Record excerpts
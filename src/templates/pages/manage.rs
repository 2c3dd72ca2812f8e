use crate::domain::money::format_money;
use crate::domain::{Room, RoomStatus};
use crate::forms::FieldErrors;
use crate::templates::components::{field_error, payment_badge, status_badge};
use crate::templates::desktop_layout;
use crate::templates::layouts::desktop::Nav;
use chrono::NaiveDate;
use maud::{html, Markup};

pub struct ManageVm {
    pub room: Room,
    pub status: RoomStatus,
    pub date: NaiveDate,
    pub can_check_in: bool,
    pub errors: FieldErrors,
    pub alert: Option<String>,
    pub notice: Option<String>,
}

pub fn manage_page(vm: &ManageVm) -> Markup {
    let room = &vm.room;

    desktop_layout(
        &format!("Manage {}", room.name),
        Nav::Dashboard,
        vm.notice.as_deref(),
        html! {
            main class="container narrow" {
                h1 { "Manage Booking for " (room.name) " " (status_badge(vm.status)) }
                p class="lead" { "Process repayments and manage booking details." }

                @if let Some(alert) = &vm.alert {
                    div class="alert" role="alert" { (alert) }
                }

                @match (&room.booking, &room.payment) {
                    (Some(booking), payment) => {
                        dl class="details" {
                            dt { "Guest" } dd { (booking.guest_name) }
                            dt { "Check-in" } dd { (booking.check_in.format("%B %-d, %Y").to_string()) }
                            dt { "Check-out" } dd { (booking.check_out.format("%B %-d, %Y").to_string()) }
                            dt { "Checked in" } dd { @if booking.checked_in { "Yes" } @else { "No" } }
                        }

                        @if let Some(p) = payment {
                            dl class="details" {
                                dt { "Invoice" } dd { (p.invoice_id) " " (payment_badge(p.status)) }
                                dt { "Method" } dd { (p.method.as_str()) }
                                dt { "Total Amount" } dd { (format_money(p.amount)) }
                                dt { "Advance Paid" } dd { (format_money(p.advance_paid)) }
                                dt { "Pending" } dd class="danger" { (format_money(p.pending)) }
                            }

                            @if p.pending > 0 {
                                form method="post" action=(format!("/rooms/{}/repay?date={}", room.id, vm.date)) class="stack" {
                                    label for="repayment_amount" { "Repayment Amount" }
                                    input type="number" step="0.01" min="0.01" id="repayment_amount" name="repayment_amount" placeholder="Enter amount" required;
                                    (field_error(&vm.errors, "repayment_amount"))
                                    button type="submit" class="primary" { "Make Payment" }
                                }
                            } @else {
                                p class="success" { "This booking is fully paid." }
                            }
                        }

                        div class="actions" {
                            @if vm.can_check_in {
                                form method="post" action=(format!("/rooms/{}/check-in?date={}", room.id, vm.date)) {
                                    button type="submit" { "Check In" }
                                }
                            }
                            form method="post" action=(format!("/rooms/{}/cancel?date={}", room.id, vm.date))
                                onsubmit="return confirm('Cancel this booking?');" {
                                button type="submit" class="danger" { "Cancel Booking" }
                            }
                        }
                    }
                    (None, _) => {
                        p { "There is no booking on this room." }
                        a class="button" href=(format!("/rooms/{}/book?date={}", room.id, vm.date)) { "Book Now" }
                    }
                }

                p { a href=(format!("/dashboard?date={}", vm.date)) { "← Back to dashboard" } }
            }
        },
    )
}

What to do
Working from the material above, restate word for word the lines between the line with "pub fn manage_page(vm: &ManageVm)" and the line with "(Some(booking), payment) =>", both included, and only those.

Your solution
pub fn manage_page(vm: &ManageVm) -> Markup {
    let room = &vm.room;

    desktop_layout(
        &format!("Manage {}", room.name),
        Nav::Dashboard,
        vm.notice.as_deref(),
        html! {
            main class="container narrow" {
                h1 { "Manage Booking for " (room.name) " " (status_badge(vm.status)) }
                p class="lead" { "Process repayments and manage booking details." }

                @if let Some(alert) = &vm.alert {
                    div class="alert" role="alert" { (alert) }
                }

                @match (&room.booking, &room.payment) {
                    (Some(booking), payment) => {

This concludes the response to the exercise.